It is imperative that the Indian courts step in and nip this process in the bud as it has wide ramifications for the health of the legal system. The Supreme Court is still to take cognizance of this issue. In the meantime, the Madhya Pradesh High Court (Indore Bench) has issued two notices to the state government over bulldozing of homes in the April 10th communal violence in Khargone.
While we wait to see what the high court will decide in the Khargone case, it is pertinent to note that the petitioners have asked the Indore High Court for “institution of a judicial enquiry against the arbitrary and illegal action of the government/administration, compensation for the demolished properties and their reconstruction and punitive action against the concerned officers who’ve acted extra- judicial.”
But the question is – if the Courts find that the demolition of homes was indeed illegal, who should be held legally accountable for it? Why shouldn’t the Chief Ministers of both Madhya Pradesh and Uttar Pradesh clearly be answerable when they have both made public statements stating that no one who interferes with law will be spared – thereby in effect supporting an extra-judicial process to deal with the alleged offenders.
Now, various State laws are being invoked to justify the demolition of homes – from the UP Gangster law to the land revenue laws. But even these laws cannot justify such a brazen process which shuns away the need for any reasonable opportunity to hear the alleged offender and punishes him/her by straight off demolishing their homes. When an FIR is registered against an individual, the proper process as provided under Criminal Procedure Code (CrPC) needs to be followed.

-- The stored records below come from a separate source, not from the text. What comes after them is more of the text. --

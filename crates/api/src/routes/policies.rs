//! Route definitions for the `/notification-policies` resource.

use axum::routing::get;
use axum::Router;

use crate::handlers::policies;
use crate::state::AppState;

/// Routes mounted at `/notification-policies`.
///
/// ```text
/// GET    /                          -> list_policies
/// PUT    /                          -> upsert_policy
/// GET    /{category}                -> get_policy
/// ```
pub fn router() -> Router<AppState> {
    Router::new()
        .route("/", get(policies::list_policies).put(policies::upsert_policy))
        .route("/{category}", get(policies::get_policy))
}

Demolishing homes is an extra-judicial remedy, whereby the State Government decides, without any need for Courts of law, to ‘punish’ the alleged offender, while also making a public statement that this is to set an example “so that no one commits a crime or takes law into their hands in future.” This amounts to taking our legal system back to the dates when the ‘King’ decided to behead someone in public without any hearing or due process, to teach the rest of the ‘subjects’ a lesson.
The Chief Ministers are neither Kings, nor are we, the people of India, subjects of a kingdom. We are a people who are governed by the Rule of Law, emanating from the Constitution of India. Therefore, it is imperative that legal accountability be fixed for violation of the most serious of Fundamental Rights namely right to live, dignity and shelter (Art. 21) by taking this trend of ‘bulldozing justice’ with utter concern for violation of Rule of Law.

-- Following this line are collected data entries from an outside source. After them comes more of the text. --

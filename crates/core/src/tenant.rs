//! Request-scoped tenant identity.
//!
//! Every inbound request gets its own [`TenantContext`], populated once from
//! a verified credential and cleared when the request ends. The context is
//! passed explicitly (request extensions, function arguments) and never lives
//! in a process-wide or thread-local slot, so reused runtime workers cannot
//! observe another request's tenant.
//!
//! [`TenantScope`] ties the clear to a drop guard: whether the handler
//! returns, fails, panics, or its future is dropped by a timeout, the
//! context is emptied exactly once on the way out.

use std::sync::{Arc, Mutex, MutexGuard, PoisonError};

use serde::Serialize;

use crate::error::CoreError;
use crate::types::DbId;

/// Identity established by a verified credential.
#[derive(Debug, Clone, PartialEq, Eq, Serialize)]
pub struct TenantIdentity {
    pub tenant_id: DbId,
    pub user_id: DbId,
    pub role: String,
}

/// Holder of the authenticated tenant for one in-flight request.
#[derive(Debug, Default)]
pub struct TenantContext {
    slot: Mutex<Option<TenantIdentity>>,
}

impl TenantContext {
    /// Create an empty context.
    pub fn new() -> Self {
        Self::default()
    }

    /// Install the identity for the current request.
    ///
    /// Fails with [`CoreError::ContextAlreadySet`] if an identity is already
    /// present; a second population means the boundary ran twice.
    pub fn set(&self, identity: TenantIdentity) -> Result<(), CoreError> {
        let mut slot = self.lock();
        if slot.is_some() {
            return Err(CoreError::ContextAlreadySet);
        }
        *slot = Some(identity);
        Ok(())
    }

    /// Read the identity installed for this request.
    ///
    /// Absence is a programming error and surfaces as
    /// [`CoreError::NoTenantContext`]; callers must not fall back to a
    /// default tenant.
    pub fn current(&self) -> Result<TenantIdentity, CoreError> {
        self.lock().clone().ok_or(CoreError::NoTenantContext)
    }

    /// Remove the identity. Idempotent.
    pub fn clear(&self) {
        self.lock().take();
    }

    /// Whether an identity is currently installed.
    pub fn is_set(&self) -> bool {
        self.lock().is_some()
    }

    fn lock(&self) -> MutexGuard<'_, Option<TenantIdentity>> {
        // The slot holds plain data, so a panic while it was held cannot
        // leave it half-written.
        self.slot.lock().unwrap_or_else(PoisonError::into_inner)
    }
}

/// Drop guard owning one request's [`TenantContext`].
#[derive(Debug)]
pub struct TenantScope {
    context: Arc<TenantContext>,
}

impl TenantScope {
    /// Create a fresh context populated with `identity`.
    pub fn enter(identity: TenantIdentity) -> Result<Self, CoreError> {
        let context = Arc::new(TenantContext::new());
        context.set(identity)?;
        Ok(Self { context })
    }

    /// Shared handle to the scoped context, for passing down the call chain.
    pub fn context(&self) -> Arc<TenantContext> {
        Arc::clone(&self.context)
    }
}

impl Drop for TenantScope {
    fn drop(&mut self) {
        self.context.clear();
    }
}

#[cfg(test)]
mod tests {
    use assert_matches::assert_matches;

    use super::*;

    fn identity(tenant_id: DbId) -> TenantIdentity {
        TenantIdentity {
            tenant_id,
            user_id: 10,
            role: "AGENTE".to_string(),
        }
    }

    #[test]
    fn empty_context_has_no_tenant() {
        let ctx = TenantContext::new();
        assert_matches!(ctx.current(), Err(CoreError::NoTenantContext));
    }

    #[test]
    fn set_then_current_returns_identity() {
        let ctx = TenantContext::new();
        ctx.set(identity(3)).unwrap();
        assert_eq!(ctx.current().unwrap().tenant_id, 3);
    }

    #[test]
    fn second_set_without_clear_fails() {
        let ctx = TenantContext::new();
        ctx.set(identity(3)).unwrap();
        assert_matches!(ctx.set(identity(4)), Err(CoreError::ContextAlreadySet));
        assert_eq!(ctx.current().unwrap().tenant_id, 3);
    }

    #[test]
    fn clear_is_idempotent_and_allows_reset() {
        let ctx = TenantContext::new();
        ctx.clear();
        ctx.set(identity(3)).unwrap();
        ctx.clear();
        ctx.clear();
        assert!(!ctx.is_set());
        ctx.set(identity(4)).unwrap();
        assert_eq!(ctx.current().unwrap().tenant_id, 4);
    }

    #[test]
    fn scope_clears_on_normal_exit() {
        let handle = {
            let scope = TenantScope::enter(identity(1)).unwrap();
            let handle = scope.context();
            assert_eq!(handle.current().unwrap().tenant_id, 1);
            handle
        };
        assert_matches!(handle.current(), Err(CoreError::NoTenantContext));
    }

    #[test]
    fn scope_clears_on_error_exit() {
        fn handler(ctx: &TenantContext) -> Result<(), CoreError> {
            ctx.current()?;
            Err(CoreError::Internal("boom".to_string()))
        }

        let scope = TenantScope::enter(identity(1)).unwrap();
        let handle = scope.context();
        let result = handler(&handle);
        drop(scope);

        assert!(result.is_err());
        assert_matches!(handle.current(), Err(CoreError::NoTenantContext));
    }

    #[test]
    fn scope_clears_on_panic() {
        let scope = TenantScope::enter(identity(1)).unwrap();
        let handle = scope.context();

        let outcome = std::panic::catch_unwind(move || {
            let _scope = scope;
            panic!("handler panicked");
        });

        assert!(outcome.is_err());
        assert_matches!(handle.current(), Err(CoreError::NoTenantContext));
    }

    #[test]
    fn scopes_do_not_share_state() {
        let a = TenantScope::enter(identity(1)).unwrap();
        let b = TenantScope::enter(identity(2)).unwrap();
        assert_eq!(a.context().current().unwrap().tenant_id, 1);
        assert_eq!(b.context().current().unwrap().tenant_id, 2);
        drop(a);
        assert_eq!(b.context().current().unwrap().tenant_id, 2);
    }
}
//! Periodic dispatch of due notifications.
//!
//! Each sweep lists the tenants with due work and processes each tenant's
//! backlog independently: at most `batch_per_tenant` rows per tenant,
//! oldest-scheduled first, with up to `workers` tenants in flight at once. A
//! tenant with a large backlog therefore cannot use up another tenant's
//! share of the sweep, and one tenant's failures never stop the others.

use std::sync::Arc;
use std::time::Duration;

use chrono::Utc;
use futures::stream::{self, StreamExt};
use inmo_core::types::{DbId, Timestamp};
use tokio_util::sync::CancellationToken;

use crate::engine::{env_secs, DispatchOutcome, NotificationEngine};

/// Default time between sweeps.
pub const DEFAULT_SWEEP_INTERVAL: Duration = Duration::from_secs(300);

/// Scheduling knobs for [`NotificationSweeper`].
#[derive(Debug, Clone, Copy)]
pub struct SweepConfig {
    pub interval: Duration,
    /// Tenants processed concurrently.
    pub workers: usize,
    /// Rows attempted per tenant per sweep.
    pub batch_per_tenant: i64,
}

impl Default for SweepConfig {
    fn default() -> Self {
        Self {
            interval: DEFAULT_SWEEP_INTERVAL,
            workers: 4,
            batch_per_tenant: 100,
        }
    }
}

impl SweepConfig {
    /// Load from environment variables, falling back to defaults.
    ///
    /// | Variable                 | Default |
    /// |--------------------------|---------|
    /// | `SWEEP_INTERVAL_SECS`    | `300`   |
    /// | `SWEEP_WORKERS`          | `4`     |
    /// | `SWEEP_BATCH_PER_TENANT` | `100`   |
    pub fn from_env() -> Self {
        let defaults = Self::default();
        Self {
            interval: env_secs("SWEEP_INTERVAL_SECS")
                .filter(|d| !d.is_zero())
                .unwrap_or(defaults.interval),
            workers: std::env::var("SWEEP_WORKERS")
                .ok()
                .and_then(|v| v.trim().parse().ok())
                .filter(|&w| w > 0)
                .unwrap_or(defaults.workers),
            batch_per_tenant: std::env::var("SWEEP_BATCH_PER_TENANT")
                .ok()
                .and_then(|v| v.trim().parse().ok())
                .filter(|&b| b > 0)
                .unwrap_or(defaults.batch_per_tenant),
        }
    }
}

/// Tally of one sweep.
#[derive(Debug, Clone, Copy, Default, PartialEq, Eq)]
pub struct SweepReport {
    pub tenants: usize,
    pub attempted: usize,
    pub sent: usize,
    pub retrying: usize,
    pub failed: usize,
    pub skipped: usize,
    /// Rows or tenants whose processing hit a storage error.
    pub errors: usize,
}

impl SweepReport {
    fn merge(mut self, other: SweepReport) -> Self {
        self.tenants += other.tenants;
        self.attempted += other.attempted;
        self.sent += other.sent;
        self.retrying += other.retrying;
        self.failed += other.failed;
        self.skipped += other.skipped;
        self.errors += other.errors;
        self
    }
}

/// Background task driving [`NotificationEngine::dispatch`].
pub struct NotificationSweeper {
    engine: Arc<NotificationEngine>,
    config: SweepConfig,
}

impl NotificationSweeper {
    pub fn new(engine: Arc<NotificationEngine>, config: SweepConfig) -> Self {
        Self { engine, config }
    }

    /// Run sweeps on the configured interval until `cancel` fires.
    ///
    /// Cancelling mid-sweep stops new claims; dispatches already in flight
    /// finish (each bounded by the send timeout) and write their outcome
    /// before the loop exits.
    pub async fn run(self, cancel: CancellationToken) {
        tracing::info!(
            interval_secs = self.config.interval.as_secs(),
            workers = self.config.workers,
            batch_per_tenant = self.config.batch_per_tenant,
            "Notification sweeper started"
        );

        let mut interval = tokio::time::interval(self.config.interval);
        interval.set_missed_tick_behavior(tokio::time::MissedTickBehavior::Delay);

        loop {
            tokio::select! {
                _ = cancel.cancelled() => {
                    tracing::info!("Notification sweeper stopping");
                    break;
                }
                _ = interval.tick() => {
                    let report = self.sweep_once(Utc::now(), &cancel).await;
                    if report.attempted > 0 || report.errors > 0 {
                        tracing::info!(
                            tenants = report.tenants,
                            attempted = report.attempted,
                            sent = report.sent,
                            retrying = report.retrying,
                            failed = report.failed,
                            skipped = report.skipped,
                            errors = report.errors,
                            "Notification sweep finished"
                        );
                    } else {
                        tracing::debug!("Notification sweep: nothing due");
                    }
                }
            }
        }
    }

    /// Attempt everything due at `now` once, claiming nothing new after
    /// `cancel` fires.
    pub async fn sweep_once(&self, now: Timestamp, cancel: &CancellationToken) -> SweepReport {
        if cancel.is_cancelled() {
            return SweepReport::default();
        }
        let tenants = match self.engine.tenants_with_due(now).await {
            Ok(tenants) => tenants,
            Err(e) => {
                tracing::error!(error = %e, "Notification sweep: listing due tenants failed");
                return SweepReport {
                    errors: 1,
                    ..SweepReport::default()
                };
            }
        };

        stream::iter(tenants)
            .map(|tenant_id| self.sweep_tenant(tenant_id, now, cancel))
            .buffer_unordered(self.config.workers.max(1))
            .fold(SweepReport::default(), |acc, r| async move { acc.merge(r) })
            .await
    }

    /// Attempt one tenant's due rows in order.
    async fn sweep_tenant(
        &self,
        tenant_id: DbId,
        now: Timestamp,
        cancel: &CancellationToken,
    ) -> SweepReport {
        if cancel.is_cancelled() {
            return SweepReport::default();
        }
        let mut report = SweepReport {
            tenants: 1,
            ..SweepReport::default()
        };

        let due = match self
            .engine
            .due_for_dispatch(tenant_id, now, self.config.batch_per_tenant)
            .await
        {
            Ok(due) => due,
            Err(e) => {
                tracing::error!(tenant_id, error = %e, "Notification sweep: listing due rows failed");
                report.errors += 1;
                return report;
            }
        };

        for notification in &due {
            if cancel.is_cancelled() {
                tracing::info!(
                    tenant_id,
                    remaining = due.len() - report.attempted,
                    "Notification sweep: cancelled, leaving remaining rows for the next run"
                );
                break;
            }
            report.attempted += 1;
            match self.engine.dispatch(notification).await {
                Ok(DispatchOutcome::Sent(_)) => report.sent += 1,
                Ok(DispatchOutcome::Retrying(_)) => report.retrying += 1,
                Ok(DispatchOutcome::Failed(_)) => report.failed += 1,
                Ok(DispatchOutcome::Skipped) => report.skipped += 1,
                Err(e) => {
                    tracing::error!(
                        tenant_id,
                        notification_id = notification.id,
                        error = %e,
                        "Notification sweep: dispatch failed"
                    );
                    report.errors += 1;
                }
            }
        }
        report
    }
}
//! Tenant request boundary.
//!
//! Every protected request passes through [`tenant_boundary`]: the Bearer
//! credential is verified, a fresh [`TenantContext`] is populated from the
//! verified claims and placed in the request extensions, and the context is
//! cleared when the downstream future finishes or is dropped. Handlers read
//! the identity through the [`Tenant`] extractor; no handler accepts a tenant
//! id from the path, query, or body.

use std::sync::Arc;

use axum::extract::{FromRequestParts, Request, State};
use axum::http::header::AUTHORIZATION;
use axum::http::request::Parts;
use axum::http::HeaderMap;
use axum::middleware::Next;
use axum::response::Response;
use inmo_core::error::CoreError;
use inmo_core::tenant::{TenantContext, TenantIdentity, TenantScope};

use crate::auth::jwt::TokenCodec;
use crate::error::AppError;

/// Verify the credential, scope the tenant context, run the handler.
///
/// Mount with `axum::middleware::from_fn_with_state(codec, tenant_boundary)`.
pub async fn tenant_boundary(
    State(codec): State<Arc<TokenCodec>>,
    mut request: Request,
    next: Next,
) -> Result<Response, AppError> {
    let token = bearer_token(request.headers())?;
    let claims = codec.verify(token)?;

    let scope = TenantScope::enter(claims.identity())?;
    request.extensions_mut().insert(scope.context());
    tracing::debug!(
        tenant_id = claims.tenant_id,
        user_id = claims.sub,
        role = %claims.role,
        "Tenant context established"
    );

    let response = next.run(request).await;
    drop(scope);
    Ok(response)
}

fn bearer_token(headers: &HeaderMap) -> Result<&str, CoreError> {
    let header = headers
        .get(AUTHORIZATION)
        .and_then(|v| v.to_str().ok())
        .ok_or_else(|| CoreError::InvalidCredential("Missing Authorization header".into()))?;

    header.strip_prefix("Bearer ").ok_or_else(|| {
        CoreError::InvalidCredential(
            "Invalid Authorization format. Expected: Bearer <token>".into(),
        )
    })
}

// ---------------------------------------------------------------------------
// Extractor
// ---------------------------------------------------------------------------

/// The verified identity of the current request.
///
/// ```ignore
/// async fn my_handler(Tenant(me): Tenant) -> AppResult<Json<()>> {
///     tracing::info!(tenant_id = me.tenant_id, "handling request");
///     Ok(Json(()))
/// }
/// ```
///
/// Used on a route without the boundary it fails with `NoTenantContext`,
/// which surfaces as a 500.
#[derive(Debug, Clone)]
pub struct Tenant(pub TenantIdentity);

impl<S: Send + Sync> FromRequestParts<S> for Tenant {
    type Rejection = AppError;

    async fn from_request_parts(parts: &mut Parts, _state: &S) -> Result<Self, Self::Rejection> {
        let context = parts
            .extensions
            .get::<Arc<TenantContext>>()
            .ok_or(CoreError::NoTenantContext)?;
        Ok(Tenant(context.current()?))
    }
}
//! Shared response envelope types for API handlers.
//!
//! All API responses use a `{ "data": ... }` envelope.

use serde::Serialize;

/// Standard `{ "data": T }` response envelope.
///
/// ```ignore
/// Ok(Json(DataResponse { data: items }))
/// ```
#[derive(Debug, Serialize)]
pub struct DataResponse<T: Serialize> {
    pub data: T,
}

Several former Judges and Senior Advocates have written to the Supreme Court to take suo motu cognizance to stop illegal demolitions. If the Supreme Court does take suo motu cognizance, it needs to address the elephant in the room too, by really asking this question: who’s legally accountable for the demolition of these many homes and dreams, and for spreading this widespread fear while systemically discriminating against a religious minority?
Without addressing this real question, the buck will only stop where it always has – targeting the small fishes, while letting the big ones escape.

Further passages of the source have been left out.